What you should do -> Keep only the lines that hold the string "core", filtering out the rest of the entries below.

Material provided ->
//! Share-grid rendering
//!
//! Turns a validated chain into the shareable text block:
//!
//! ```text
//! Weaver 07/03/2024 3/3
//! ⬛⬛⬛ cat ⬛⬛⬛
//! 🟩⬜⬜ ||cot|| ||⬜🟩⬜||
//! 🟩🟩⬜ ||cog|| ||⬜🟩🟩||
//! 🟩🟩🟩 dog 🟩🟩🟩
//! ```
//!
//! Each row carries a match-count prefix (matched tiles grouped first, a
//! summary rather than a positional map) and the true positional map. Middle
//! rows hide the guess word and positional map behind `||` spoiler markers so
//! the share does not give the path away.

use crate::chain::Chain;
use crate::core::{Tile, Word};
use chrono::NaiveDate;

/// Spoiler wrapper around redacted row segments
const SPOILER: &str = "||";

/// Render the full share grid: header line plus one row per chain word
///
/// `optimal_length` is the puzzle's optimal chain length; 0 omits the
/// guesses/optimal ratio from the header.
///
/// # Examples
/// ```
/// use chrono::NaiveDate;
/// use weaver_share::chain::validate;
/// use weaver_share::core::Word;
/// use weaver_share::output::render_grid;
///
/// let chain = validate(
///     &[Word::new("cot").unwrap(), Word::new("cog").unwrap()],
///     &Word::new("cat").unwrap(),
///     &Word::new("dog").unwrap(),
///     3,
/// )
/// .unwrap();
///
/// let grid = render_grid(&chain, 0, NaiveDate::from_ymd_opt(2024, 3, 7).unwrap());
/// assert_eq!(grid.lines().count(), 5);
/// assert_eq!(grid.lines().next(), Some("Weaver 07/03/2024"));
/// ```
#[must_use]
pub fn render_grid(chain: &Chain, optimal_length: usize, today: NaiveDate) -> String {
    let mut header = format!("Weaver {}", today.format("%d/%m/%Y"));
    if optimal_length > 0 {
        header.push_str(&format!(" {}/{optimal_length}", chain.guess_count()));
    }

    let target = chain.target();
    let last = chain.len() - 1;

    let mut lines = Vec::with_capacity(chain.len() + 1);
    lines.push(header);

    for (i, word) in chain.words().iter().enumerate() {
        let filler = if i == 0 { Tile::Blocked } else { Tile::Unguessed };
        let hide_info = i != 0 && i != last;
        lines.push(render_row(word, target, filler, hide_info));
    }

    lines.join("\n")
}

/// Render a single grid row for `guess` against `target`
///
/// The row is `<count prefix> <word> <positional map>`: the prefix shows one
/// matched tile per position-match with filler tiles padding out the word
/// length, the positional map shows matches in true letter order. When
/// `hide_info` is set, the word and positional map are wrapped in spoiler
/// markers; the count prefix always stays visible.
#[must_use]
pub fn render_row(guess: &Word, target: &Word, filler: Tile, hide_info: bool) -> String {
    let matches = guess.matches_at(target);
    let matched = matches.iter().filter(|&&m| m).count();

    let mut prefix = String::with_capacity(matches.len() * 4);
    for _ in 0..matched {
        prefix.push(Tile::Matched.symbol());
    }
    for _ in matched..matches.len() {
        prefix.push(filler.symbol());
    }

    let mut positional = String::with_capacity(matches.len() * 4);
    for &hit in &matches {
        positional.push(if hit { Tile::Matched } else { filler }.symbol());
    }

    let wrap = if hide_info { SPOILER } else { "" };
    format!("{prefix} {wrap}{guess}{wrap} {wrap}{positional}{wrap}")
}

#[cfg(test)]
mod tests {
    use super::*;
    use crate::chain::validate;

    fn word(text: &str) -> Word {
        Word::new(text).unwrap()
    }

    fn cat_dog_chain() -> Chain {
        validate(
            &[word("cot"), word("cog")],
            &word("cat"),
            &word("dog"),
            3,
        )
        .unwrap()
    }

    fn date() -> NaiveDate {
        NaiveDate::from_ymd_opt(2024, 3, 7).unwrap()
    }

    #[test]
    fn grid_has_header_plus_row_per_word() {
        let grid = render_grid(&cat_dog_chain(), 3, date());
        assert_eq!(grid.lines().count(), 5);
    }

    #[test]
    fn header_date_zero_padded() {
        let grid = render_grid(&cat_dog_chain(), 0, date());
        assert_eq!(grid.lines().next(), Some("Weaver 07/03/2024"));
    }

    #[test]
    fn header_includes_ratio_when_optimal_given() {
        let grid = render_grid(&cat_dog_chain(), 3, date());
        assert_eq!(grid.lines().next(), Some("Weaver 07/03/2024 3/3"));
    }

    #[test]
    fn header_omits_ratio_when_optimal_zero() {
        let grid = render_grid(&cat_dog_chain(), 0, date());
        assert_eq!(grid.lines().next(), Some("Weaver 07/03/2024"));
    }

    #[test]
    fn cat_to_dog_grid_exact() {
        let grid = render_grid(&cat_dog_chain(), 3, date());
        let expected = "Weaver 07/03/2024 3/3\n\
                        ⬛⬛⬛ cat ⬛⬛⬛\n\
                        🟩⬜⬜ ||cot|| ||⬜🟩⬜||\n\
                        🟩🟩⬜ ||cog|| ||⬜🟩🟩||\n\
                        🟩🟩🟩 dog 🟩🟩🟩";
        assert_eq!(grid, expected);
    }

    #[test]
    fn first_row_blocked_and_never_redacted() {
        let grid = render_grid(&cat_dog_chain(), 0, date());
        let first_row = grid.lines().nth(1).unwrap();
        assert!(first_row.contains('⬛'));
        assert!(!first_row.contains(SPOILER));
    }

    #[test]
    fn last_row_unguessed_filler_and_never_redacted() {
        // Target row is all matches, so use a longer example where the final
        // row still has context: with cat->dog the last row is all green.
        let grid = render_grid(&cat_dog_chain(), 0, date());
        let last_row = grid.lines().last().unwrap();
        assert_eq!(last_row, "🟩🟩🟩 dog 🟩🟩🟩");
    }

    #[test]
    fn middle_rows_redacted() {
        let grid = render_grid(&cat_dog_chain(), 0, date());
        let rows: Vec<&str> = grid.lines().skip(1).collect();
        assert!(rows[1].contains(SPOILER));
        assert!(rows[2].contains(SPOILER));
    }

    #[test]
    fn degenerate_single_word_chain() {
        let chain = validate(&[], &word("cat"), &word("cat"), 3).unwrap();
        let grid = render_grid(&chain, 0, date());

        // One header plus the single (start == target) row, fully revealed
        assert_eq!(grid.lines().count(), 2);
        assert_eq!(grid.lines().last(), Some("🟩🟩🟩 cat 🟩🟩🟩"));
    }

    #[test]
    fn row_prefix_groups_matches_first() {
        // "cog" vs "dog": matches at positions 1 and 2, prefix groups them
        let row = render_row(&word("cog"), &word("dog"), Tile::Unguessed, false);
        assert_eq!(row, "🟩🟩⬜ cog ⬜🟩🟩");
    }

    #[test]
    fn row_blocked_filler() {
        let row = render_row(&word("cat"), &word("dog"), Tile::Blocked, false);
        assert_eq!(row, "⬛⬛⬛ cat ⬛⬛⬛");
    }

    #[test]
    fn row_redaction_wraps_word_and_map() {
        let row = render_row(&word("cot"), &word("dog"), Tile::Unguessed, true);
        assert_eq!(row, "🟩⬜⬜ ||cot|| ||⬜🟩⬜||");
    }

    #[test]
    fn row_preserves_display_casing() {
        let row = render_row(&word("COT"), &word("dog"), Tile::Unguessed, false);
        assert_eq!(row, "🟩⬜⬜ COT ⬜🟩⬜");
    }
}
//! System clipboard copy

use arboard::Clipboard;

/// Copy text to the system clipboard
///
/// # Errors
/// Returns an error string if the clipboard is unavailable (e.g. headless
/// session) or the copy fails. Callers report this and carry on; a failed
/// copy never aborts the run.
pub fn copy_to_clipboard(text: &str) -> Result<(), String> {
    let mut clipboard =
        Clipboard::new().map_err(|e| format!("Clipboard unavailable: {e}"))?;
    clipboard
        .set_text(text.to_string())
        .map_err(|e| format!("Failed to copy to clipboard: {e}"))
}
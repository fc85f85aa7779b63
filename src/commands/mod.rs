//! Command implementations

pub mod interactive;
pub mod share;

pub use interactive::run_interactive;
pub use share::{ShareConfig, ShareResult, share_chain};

Task answer ->
use crate::core::{Tile, Word};
/// use weaver_share::core::Word;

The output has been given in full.